- Kamatapur Kamatapur
- Coordinates: 26°24′53″N 89°54′04″E﻿ / ﻿26.414846°N 89.901107°E
- Sovereign state: India
- State: Assam
- Time zone: UTC+5:30 (IST)

= Kamtapur =

Kamtapur is an autonomous area in the Assam state of India administered by the Kamatapur Autonomous Council.

==History==
Kamatapur emerged as a sovereign state in the middle of the 13th century, and it continued through fluctuating levels of prosperity until the year 1498, when its last capital at Gosanimari was attacked by the invading army of Alauddin Husain Shah of Bengal.

The ancient kingdom of Kamatapur was located in the western Brahmaputra Valley. Most probably, Nalrajar Garh in Chilapata forest was its earliest capital. Through a long course of changes and developments the capital shifted to Maynaguri and then to Prithu Rajar Garh, Singijani and finally Gosanimari, an ancient river port-town since the seventh century. After the kingdom's end, the Koch Kingdom emerged with its capital at Hingulavas in the Dooars.

Nilambar was the last ruler of Kamatapur. He was defeated by Alauddin Husain Shah in 1498.

== Distribution ==
The homelands of the Koch Rajbongshi people comprise their ancient Kingdom, Kamatapur, Koch Kingdom, the Kamarupa Kingdom.

==Culture==
Koch Rajbongshi community events and also in general day-to-day life. Women and Men of Koch Rajbongshi have sets of traditional dress and jewellery. Patani being worn by the women of this community and men wear Noucha/gamsha/dhoti and a yellow color piece of cloth surrounded in the neck for men, They wear this yellow color cloth in their neck as a mark of respect for nature, elderly people also have a tradition to wear a turban or a lengthy cloth wrapped around their head.

Women wear patani from the chest till below the knee but it does not touch the ankle, the cloth stays about 6&cm above the ground.
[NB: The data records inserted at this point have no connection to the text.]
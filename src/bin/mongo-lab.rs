//! this binary runs the MongoDB part of the lab: loading the offers dataset as a category
//! tree plus products, creating indexes and running the lab queries
//! to see the list of options, type: `mongo-lab --help`

use std::io;
use std::path::PathBuf;
use std::process::exit;
use std::str::FromStr;

use clap::{crate_version, App, Arg, ArgMatches};
use ecomlab::config::{parse_positive, MongoConfig, DEFAULT_DATABASE, DEFAULT_MONGO_URI};
use ecomlab::mongo::format::print_section;
use ecomlab::mongo::{run_menu, MenuChoice, Runner};
use ecomlab::{LabError, Result};
use tracing::{info, Level};
use tracing_subscriber::FmtSubscriber;

const DEFAULT_DATASET: &str = "data/offers.csv";

/// ['Opt'] holds parsed and validated options from the command line
#[derive(Debug)]
struct Opt {
    config: MongoConfig,
    dataset: PathBuf,
    /// run one menu entry and exit instead of prompting
    run: Option<MenuChoice>,
}

impl Opt {
    /// # Errors
    /// returns [`LabError::Parsing`] if the batch size or the `--run` entry is invalid
    fn build(matches: &ArgMatches) -> Result<Opt> {
        let run = match matches.value_of("run") {
            Some(n) => Some(MenuChoice::from_number(n).ok_or_else(|| {
                LabError::Parsing(format!("--run expects a menu entry from 1 to 8, got '{}'", n))
            })?),
            None => None,
        };
        Ok(Opt {
            config: MongoConfig {
                uri: matches.value_of("uri").unwrap_or(DEFAULT_MONGO_URI).to_string(),
                database: matches.value_of("database").unwrap_or(DEFAULT_DATABASE).to_string(),
                batch_size: parse_positive("batch-size", matches.value_of("batch-size").unwrap_or_default())?,
            },
            dataset: PathBuf::from(matches.value_of("data").unwrap_or(DEFAULT_DATASET)),
            run,
        })
    }
}

fn main() {
    let matches = App::new("mongo-lab")
        .version(crate_version!())
        .about("stores marketplace offers in MongoDB as a category tree and runs the lab queries")
        .arg(Arg::with_name("uri")
            .long("uri")
            .value_name("MONGODB_URI")
            .help("MongoDB connection string")
            .default_value(DEFAULT_MONGO_URI))
        .arg(Arg::with_name("database")
            .long("database")
            .value_name("NAME")
            .default_value(DEFAULT_DATABASE))
        .arg(Arg::with_name("data")
            .long("data")
            .value_name("CSV_FILE")
            .help("the offers dataset")
            .default_value(DEFAULT_DATASET))
        .arg(Arg::with_name("batch-size")
            .long("batch-size")
            .value_name("N")
            .help("documents per insert")
            .default_value("1000"))
        .arg(Arg::with_name("run")
            .long("run")
            .value_name("ENTRY")
            .help("runs one menu entry (1-8) and exits with its code"))
        .arg(Arg::with_name("log-level")
            .long("log-level")
            .value_name("LEVEL")
            .help("maximum level of the log messages written to STDERR")
            .default_value("info"))
        .get_matches();

    subscriber_config(matches.value_of("log-level").unwrap_or("info"));

    let opt = match Opt::build(&matches) {
        Ok(opt) => opt,
        Err(err) => {
            eprintln!("{:?}", err);
            exit(1);
        }
    };
    exit(run(opt));
}

fn run(opt: Opt) -> i32 {
    info!("mongo-lab {}", env!("CARGO_PKG_VERSION"));
    info!("dataset: {}", opt.dataset.display());
    let mut runner = Runner::new(opt.config, &opt.dataset);

    let code = match opt.run {
        Some(choice) => runner.run(choice),
        None => {
            print_section("MONGODB LAB");
            let stdin = io::stdin();
            let mut stdout = io::stdout();
            match run_menu(stdin.lock(), &mut stdout, |choice| runner.run(choice)) {
                Ok(code) => code,
                Err(e) => {
                    eprintln!("{:?}", e);
                    1
                }
            }
        }
    };
    runner.close();
    code
}

/// configures a tracing subscriber that will log to STDERR
fn subscriber_config(level: &str) {
    let level = Level::from_str(level).unwrap_or(Level::INFO);
    let subscriber = FmtSubscriber::builder()
        .with_max_level(level)
        // log to stderr instead of stdout
        .with_writer(std::io::stderr)
        .finish();
    tracing::subscriber::set_global_default(subscriber)
        .expect("setting tracing default subscriber failed");
}
//! The numbered menu of `mongo-lab`.
use std::io::{BufRead, Write};
use std::path::Path;

use tracing::{debug, error};

use super::database::MongoConnection;
use super::scripts;
use crate::config::MongoConfig;
use crate::{LabError, Result};

/// One entry of the menu
#[derive(Debug, Copy, Clone, PartialEq, Eq)]
pub enum MenuChoice {
    AnalyzeDataset,
    LoadData,
    CreateIndexes,
    CategoryNavigation,
    ProductQueries,
    Analytics,
    ShowIndexes,
    FullSequence,
}

impl MenuChoice {
    pub const ALL: [MenuChoice; 8] = [
        MenuChoice::AnalyzeDataset,
        MenuChoice::LoadData,
        MenuChoice::CreateIndexes,
        MenuChoice::CategoryNavigation,
        MenuChoice::ProductQueries,
        MenuChoice::Analytics,
        MenuChoice::ShowIndexes,
        MenuChoice::FullSequence,
    ];

    /// parses the number typed by the user, `1` to `8`
    pub fn from_number(s: &str) -> Option<Self> {
        match s.trim().parse::<usize>() {
            Ok(n) if (1..=Self::ALL.len()).contains(&n) => Some(Self::ALL[n - 1]),
            _ => None,
        }
    }

    pub fn number(self) -> usize {
        Self::ALL.iter().position(|c| *c == self).map_or(0, |i| i + 1)
    }

    pub fn label(self) -> &'static str {
        match self {
            MenuChoice::AnalyzeDataset => "Analyze the source dataset",
            MenuChoice::LoadData => "Load data into MongoDB",
            MenuChoice::CreateIndexes => "Create indexes",
            MenuChoice::CategoryNavigation => "Queries: category navigation",
            MenuChoice::ProductQueries => "Queries: products and categories",
            MenuChoice::Analytics => "Aggregations and analytics",
            MenuChoice::ShowIndexes => "Show indexes and collection sizes",
            MenuChoice::FullSequence => "Run the full sequence and exit",
        }
    }

    /// whether this entry needs a database connection
    pub fn needs_database(self) -> bool {
        self != MenuChoice::AnalyzeDataset
    }
}

fn print_menu<W: Write>(out: &mut W) -> std::io::Result<()> {
    writeln!(out, "\n MENU:")?;
    for choice in MenuChoice::ALL.iter() {
        writeln!(out, "  {}. {}", choice.number(), choice.label())?;
    }
    write!(out, "\n Choose an action (1-8): ")?;
    out.flush()
}

/// Runs the menu loop over `input`, handing each valid choice to `dispatch`.
///
/// Invalid choices print a message and prompt again. End of input leaves the loop with
/// `0`. [`MenuChoice::FullSequence`] leaves it with whatever code `dispatch` returned.
pub fn run_menu<R, W, F>(input: R, out: &mut W, mut dispatch: F) -> Result<i32>
where
    R: BufRead,
    W: Write,
    F: FnMut(MenuChoice) -> i32,
{
    let mut lines = input.lines();
    loop {
        print_menu(out)?;
        let line = match lines.next() {
            Some(line) => line?,
            None => {
                writeln!(out)?;
                return Ok(0);
            }
        };
        match MenuChoice::from_number(&line) {
            Some(MenuChoice::FullSequence) => return Ok(dispatch(MenuChoice::FullSequence)),
            Some(choice) => {
                let code = dispatch(choice);
                debug!(choice = choice.number(), code, "menu action finished");
            }
            None => writeln!(out, " Invalid choice. Enter a number from 1 to 8.")?,
        }
    }
}

/// Executes menu entries against one dataset file and a lazily opened MongoDB
/// connection.
pub struct Runner<'a> {
    config: MongoConfig,
    dataset: &'a Path,
    conn: Option<MongoConnection>,
}

impl<'a> Runner<'a> {
    pub fn new(config: MongoConfig, dataset: &'a Path) -> Self {
        Self { config, dataset, conn: None }
    }

    fn connection(&mut self) -> Result<&MongoConnection> {
        if self.conn.is_none() {
            self.conn = Some(MongoConnection::open(self.config.clone())?);
        }
        self.conn.as_ref().ok_or(LabError::NotConnected)
    }

    /// runs `choice` and returns its exit code, `0` on success
    pub fn run(&mut self, choice: MenuChoice) -> i32 {
        let dataset = self.dataset;
        if !choice.needs_database() {
            return exit_code(choice, scripts::analyze_dataset(dataset));
        }
        let conn = match self.connection() {
            Ok(conn) => conn,
            Err(e) => {
                error!("could not connect to MongoDB: {}", e);
                return 1;
            }
        };
        let outcome = match choice {
            MenuChoice::AnalyzeDataset => scripts::analyze_dataset(dataset),
            MenuChoice::LoadData => scripts::load_data(conn, dataset),
            MenuChoice::CreateIndexes => scripts::create_indexes(conn),
            MenuChoice::CategoryNavigation => scripts::category_navigation(conn),
            MenuChoice::ProductQueries => scripts::product_queries(conn),
            MenuChoice::Analytics => scripts::analytics(conn),
            MenuChoice::ShowIndexes => scripts::show_indexes(conn),
            MenuChoice::FullSequence => return scripts::run_full_sequence(conn, dataset),
        };
        exit_code(choice, outcome)
    }

    /// closes the connection if one was opened
    pub fn close(&mut self) {
        if let Some(mut conn) = self.conn.take() {
            conn.close();
        }
    }
}

fn exit_code(choice: MenuChoice, outcome: Result<()>) -> i32 {
    match outcome {
        Ok(()) => 0,
        Err(e) => {
            error!("'{}' failed: {}", choice.label(), e);
            1
        }
    }
}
The reason for wearing Patani not till the ground level or till the ankle because they believe that water is a sacred as it is a part of the nature so while crossing lake or river the cloth should not touch the water, it is a mark of respect to the nature and they believe that if cloth touch the water the purification of the water goes away and thus how they can not use it in their traditional ritual practice of worshiping nature, In-fact the men wear (gamasha(5 ft long ) /Naucha ( 9 ft Long), This Naucha or Gamasha they wear from the waist till the knee, it never touch the ankle because they believe that water is a sacred as it is a part of the nature so while crossing lake or river the cloth should not touch the water, it is a mark of respect to the nature and they believe that if cloth touch the water the purification of the water goes away and thus how they can not use it in their traditional ritual practice of worshiping nature. They wear a kind of Turban, in their head, it is a long length cloth wrapped in the head of the elderly men or significant person in the community to symbolist or high priest, in modern days people can wear the turban who have comparatively higher status and respect in the society.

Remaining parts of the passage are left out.